Dr. Kolff retired from the University of Utah in 1997 and moved to Port Townsend in Washington State to be close to his son Keas and his family. Dr. Kolff continued to be invited for lectures not only in the States but also foreign countries. In June 1999, he moved to Dunwoody Village, retirement community at West Chester Pike, Newton Square, PA at the outskirts of Philadelphia where his oldest son and his family lived. I called him once or twice a month over the telephone and we had exchanged Christmas cards every year. I still have 15 personal letters and 5 Christmas cards from him. He passed away on February 11, 2009 at the age of 97. He was so popular at the Village, the people there got together 3 months after his passing and celebrated his happy life.

I have been fortunate to have Dr.
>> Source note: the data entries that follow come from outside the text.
impl ChartBuilder {
    pub fn new(theme: Theme) -> Self {
        Self { theme }
    }

    pub fn build(
        &self,
        dataset: &Dataset,
        filter: &FilterSpec,
        kind: ChartKind,
    ) -> Result<ChartSpec, ChartError> {
        let df = filter.apply(dataset.frame())?;
        match kind {
            ChartKind::Bar(dim) | ChartKind::Pie(dim) => self.category_chart(&df, kind, dim),
            ChartKind::Line(dim) => self.trend_chart(&df, dim),
            ChartKind::Histogram => self.range_histogram(&df),
            ChartKind::Scatter => self.range_scatter(&df),
            ChartKind::Map => self.location_map(&df),
        }
    }

    /// Count-per-category chart (bar and pie share the aggregation).
    fn category_chart(
        &self,
        df: &DataFrame,
        kind: ChartKind,
        dim: Dimension,
    ) -> Result<ChartSpec, ChartError> {
        let mut counts = match dim {
            Dimension::Utility => Self::utility_counts(df)?,
            Dimension::Model => Self::model_counts(df)?,
            _ => Self::value_counts(df, dim.column())?,
        };
        sort_counts(&mut counts);
        if let Some(cap) = dim.top_n() {
            counts.truncate(cap);
        }

        let series = if counts.is_empty() {
            Vec::new()
        } else {
            let (labels, values) = counts
                .into_iter()
                .map(|(label, count)| (label, count as f64))
                .unzip();
            vec![Series {
                name: dim.label().to_string(),
                color: self.theme.accent.clone(),
                data: SeriesData::Categories { labels, values },
            }]
        };

        let title = match kind {
            ChartKind::Pie(_) => format!("EV Distribution by {}", dim.label()),
            _ => bar_title(dim).to_string(),
        };
        Ok(self.spec(kind, title, dim.label(), "Number of Vehicles", series, None))
    }

    /// Counts over model year; with a dimension, one line per top category.
    fn trend_chart(&self, df: &DataFrame, dim: Option<Dimension>) -> Result<ChartSpec, ChartError> {
        let kind = ChartKind::Line(dim);
        let years = df.column(MODEL_YEAR)?.i32()?;

        let (title, series) = match dim {
            None => {
                let mut counts: HashMap<i32, u64> = HashMap::new();
                for year in years.into_iter().flatten() {
                    *counts.entry(year).or_insert(0) += 1;
                }
                let points = year_points(counts);
                let series = if points.is_empty() {
                    Vec::new()
                } else {
                    vec![Series {
                        name: "All Vehicles".to_string(),
                        color: self.theme.text.clone(),
                        data: SeriesData::Points { points },
                    }]
                };
                ("EV Adoption Trend by Model Year".to_string(), series)
            }
            Some(dim) => {
                let title = match dim {
                    Dimension::EvType => "EV Type Adoption Trend by Year".to_string(),
                    Dimension::Make => "Top 5 Manufacturers Adoption Trend".to_string(),
                    _ => format!("{} Trend by Model Year", dim.label()),
                };
                let Ok(categories) = df.column(dim.column()) else {
                    return Ok(self.spec(
                        kind,
                        title,
                        "Model Year",
                        "Number of Vehicles",
                        Vec::new(),
                        None,
                    ));
                };
                let categories = categories.str()?;

                let mut totals: HashMap<String, u64> = HashMap::new();
                let mut per_year: HashMap<(String, i32), u64> = HashMap::new();
                for (category, year) in categories.into_iter().zip(years.into_iter()) {
                    let (Some(category), Some(year)) = (category, year) else {
                        continue;
                    };
                    *totals.entry(category.to_string()).or_insert(0) += 1;
                    *per_year.entry((category.to_string(), year)).or_insert(0) += 1;
                }

                let mut top: Vec<(String, u64)> = totals.into_iter().collect();
                sort_counts(&mut top);
                top.truncate(LINE_SERIES_CAP);

                let series = top
                    .into_iter()
                    .enumerate()
                    .map(|(i, (name, _))| {
                        let counts: HashMap<i32, u64> = per_year
                            .iter()
                            .filter(|((category, _), _)| *category == name)
                            .map(|((_, year), count)| (*year, *count))
                            .collect();
                        Series {
                            name,
                            color: self.theme.series_color(i),
                            data: SeriesData::Points {
                                points: year_points(counts),
                            },
                        }
                    })
                    .collect();
                (title, series)
            }
        };

        Ok(self.spec(kind, title, "Model Year", "Number of Vehicles", series, None))
    }

    /// Electric-range histogram, one series per vehicle type, with a mean
    /// reference line. Zero ranges mean "no range data" and are excluded.
    fn range_histogram(&self, df: &DataFrame) -> Result<ChartSpec, ChartError> {
        let ranges = df.column(ELECTRIC_RANGE)?.f64()?;
        let types = df.column(EV_TYPE)?.str()?;

        let mut by_type: HashMap<String, Vec<f64>> = HashMap::new();
        let mut all: Vec<f64> = Vec::new();
        for (range, ev_type) in ranges.into_iter().zip(types.into_iter()) {
            let Some(range) = range else { continue };
            if range <= 0.0 {
                continue;
            }
            all.push(range);
            by_type
                .entry(ev_type.unwrap_or(UNKNOWN).to_string())
                .or_default()
                .push(range);
        }

        let title = "Distribution of Electric Range";
        if all.is_empty() {
            return Ok(self.spec(
                ChartKind::Histogram,
                title,
                "Electric Range (miles)",
                "Number of Vehicles",
                Vec::new(),
                None,
            ));
        }

        let min = all.iter().cloned().fold(f64::INFINITY, f64::min);
        let max = all.iter().cloned().fold(f64::NEG_INFINITY, f64::max);
        let edges = bin_edges(min, max, HISTOGRAM_BINS);

        let mut order: Vec<(String, u64)> = by_type
            .iter()
            .map(|(name, values)| (name.clone(), values.len() as u64))
            .collect();
        sort_counts(&mut order);

        let series = order
            .into_iter()
            .enumerate()
            .map(|(i, (name, _))| {
                let counts = bin_counts(&by_type[&name], &edges);
                Series {
                    name,
                    color: self.theme.series_color(i),
                    data: SeriesData::Bins {
                        edges: edges.clone(),
                        counts,
                    },
                }
            })
            .collect();

        let mean = all.iter().sum::<f64>() / all.len() as f64;
        let annotation = Some(Annotation {
            label: format!("Avg: {mean:.1} miles"),
            value: mean,
        });
        Ok(self.spec(
            ChartKind::Histogram,
            title,
            "Electric Range (miles)",
            "Number of Vehicles",
            series,
            annotation,
        ))
    }

    /// Electric range against model year, one series per vehicle type.
    fn range_scatter(&self, df: &DataFrame) -> Result<ChartSpec, ChartError> {
        let years = df.column(MODEL_YEAR)?.i32()?;
        let ranges = df.column(ELECTRIC_RANGE)?.f64()?;
        let types = df.column(EV_TYPE)?.str()?;

        let mut by_type: HashMap<String, Vec<(f64, f64)>> = HashMap::new();
        for ((year, range), ev_type) in years
            .into_iter()
            .zip(ranges.into_iter())
            .zip(types.into_iter())
        {
            let (Some(year), Some(range)) = (year, range) else {
                continue;
            };
            if range <= 0.0 {
                continue;
            }
            by_type
                .entry(ev_type.unwrap_or(UNKNOWN).to_string())
                .or_default()
                .push((year as f64, range));
        }

        Ok(self.spec(
            ChartKind::Scatter,
            "Electric Range by Model Year",
            "Model Year",
            "Electric Range (miles)",
            self.point_series(by_type),
            None,
        ))
    }

    /// Registered vehicle coordinates, one series per vehicle type, capped
    /// by a deterministic stride so identical inputs keep identical output.
    fn location_map(&self, df: &DataFrame) -> Result<ChartSpec, ChartError> {
        let title = "EV Locations";
        let has_coords = df.get_column_names().iter().any(|c| c.as_str() == LATITUDE);
        if !has_coords {
            return Ok(self.spec(
                ChartKind::Map,
                title,
                "Longitude",
                "Latitude",
                Vec::new(),
                None,
            ));
        }

        let lons = df.column(LONGITUDE)?.f64()?;
        let lats = df.column(LATITUDE)?.f64()?;
        let types = df.column(EV_TYPE)?.str()?;

        let eligible: Vec<(String, f64, f64)> = lons
            .into_iter()
            .zip(lats.into_iter())
            .zip(types.into_iter())
            .filter_map(|((lon, lat), ev_type)| {
                Some((ev_type.unwrap_or(UNKNOWN).to_string(), lon?, lat?))
            })
            .collect();

        let stride = eligible.len().div_ceil(MAP_POINT_CAP).max(1);
        let mut by_type: HashMap<String, Vec<(f64, f64)>> = HashMap::new();
        for (ev_type, lon, lat) in eligible.into_iter().step_by(stride) {
            by_type.entry(ev_type).or_default().push((lon, lat));
        }

        Ok(self.spec(
            ChartKind::Map,
            title,
            "Longitude",
            "Latitude",
            self.point_series(by_type),
            None,
        ))
    }

    /// Point series ordered by descending size, alphabetical on ties.
    fn point_series(&self, by_type: HashMap<String, Vec<(f64, f64)>>) -> Vec<Series> {
        let mut order: Vec<(String, u64)> = by_type
            .iter()
            .map(|(name, points)| (name.clone(), points.len() as u64))
            .collect();
        sort_counts(&mut order);

        let mut by_type = by_type;
        order
            .into_iter()
            .enumerate()
            .map(|(i, (name, _))| {
                let points = by_type.remove(&name).unwrap_or_default();
                Series {
                    name,
                    color: self.theme.series_color(i),
                    data: SeriesData::Points { points },
                }
            })
            .collect()
    }

    fn spec(
        &self,
        kind: ChartKind,
        title: impl Into<String>,
        x_label: &str,
        y_label: &str,
        series: Vec<Series>,
        annotation: Option<Annotation>,
    ) -> ChartSpec {
        ChartSpec {
            kind,
            title: title.into(),
            x_label: x_label.to_string(),
            y_label: y_label.to_string(),
            series,
            annotation,
            background: self.theme.background.clone(),
            foreground: self.theme.text.clone(),
            palette: self.theme.palette.clone(),
        }
    }

    /// Count occurrences of each value in a string column. A column the
    /// frame does not have yields no categories.
    fn value_counts(df: &DataFrame, column: &str) -> Result<Vec<(String, u64)>, ChartError> {
        let Ok(col) = df.column(column) else {
            return Ok(Vec::new());
        };
        let ca = col.str()?;
        let mut counts: HashMap<String, u64> = HashMap::new();
        for value in ca.into_iter().flatten() {
            *counts.entry(value.to_string()).or_insert(0) += 1;
        }
        Ok(counts.into_iter().collect())
    }

    /// Model popularity counts over the combined "Make Model" label.
    fn model_counts(df: &DataFrame) -> Result<Vec<(String, u64)>, ChartError> {
        let makes = df.column(MAKE)?.str()?;
        let models = df.column(MODEL)?.str()?;
        let mut counts: HashMap<String, u64> = HashMap::new();
        for (make, model) in makes.into_iter().zip(models.into_iter()) {
            let make = make.unwrap_or(UNKNOWN);
            let model = model.unwrap_or(UNKNOWN);
            *counts.entry(format!("{make} {model}")).or_insert(0) += 1;
        }
        Ok(counts.into_iter().collect())
    }

    /// Utility counts. A record may list several utilities separated by
    /// `|`, each optionally tagged with the state suffix; every listed
    /// utility counts once. Records without utility data are skipped.
    fn utility_counts(df: &DataFrame) -> Result<Vec<(String, u64)>, ChartError> {
        let Ok(col) = df.column(UTILITY) else {
            return Ok(Vec::new());
        };
        let ca = col.str()?;
        let mut counts: HashMap<String, u64> = HashMap::new();
        for entry in ca.into_iter().flatten() {
            if entry == UNKNOWN {
                continue;
            }
            for utility in entry.split('|') {
                let utility = utility.trim();
                let utility = utility.strip_suffix(" - (WA)").unwrap_or(utility).trim_end();
                if utility.is_empty() {
                    continue;
                }
                *counts.entry(utility.to_string()).or_insert(0) += 1;
            }
        }
        Ok(counts.into_iter().collect())
    }
}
Kolff as my mentor and collaborator at CCF for 11 fruitful years. That was the birth of a new medical specialty and I am fortunate to have been at the forefront of it with my mentor Dr. Willem Kolff. I am very thankful for his kindness to hire me as a research fellow in 1956, promote me to a research associate in 1959 and a staff physician in 1961. I retired in May 1991 after 35 years of service to CCF. I must emphasize that throughout Dr. Kolff’s illustrious career, he was always humble about his accomplishments. He told me that he was lucky that heparin and cellophane membrane were available. Otherwise, he could not invent the RDK in 1944.

Biography

Satoru Nakamoto was born in Yamaguchi, Japan in 1927. After having received his medical degree at Yamaguchi Medical School in Yamaguchi, Japan, he held intern and residency positions in Hawaii, New York City, Denver, and Cleveland, OH, USA. He served as Full Staff at the Cleveland Clinic Foundation from 1961 until his retirement in 1991.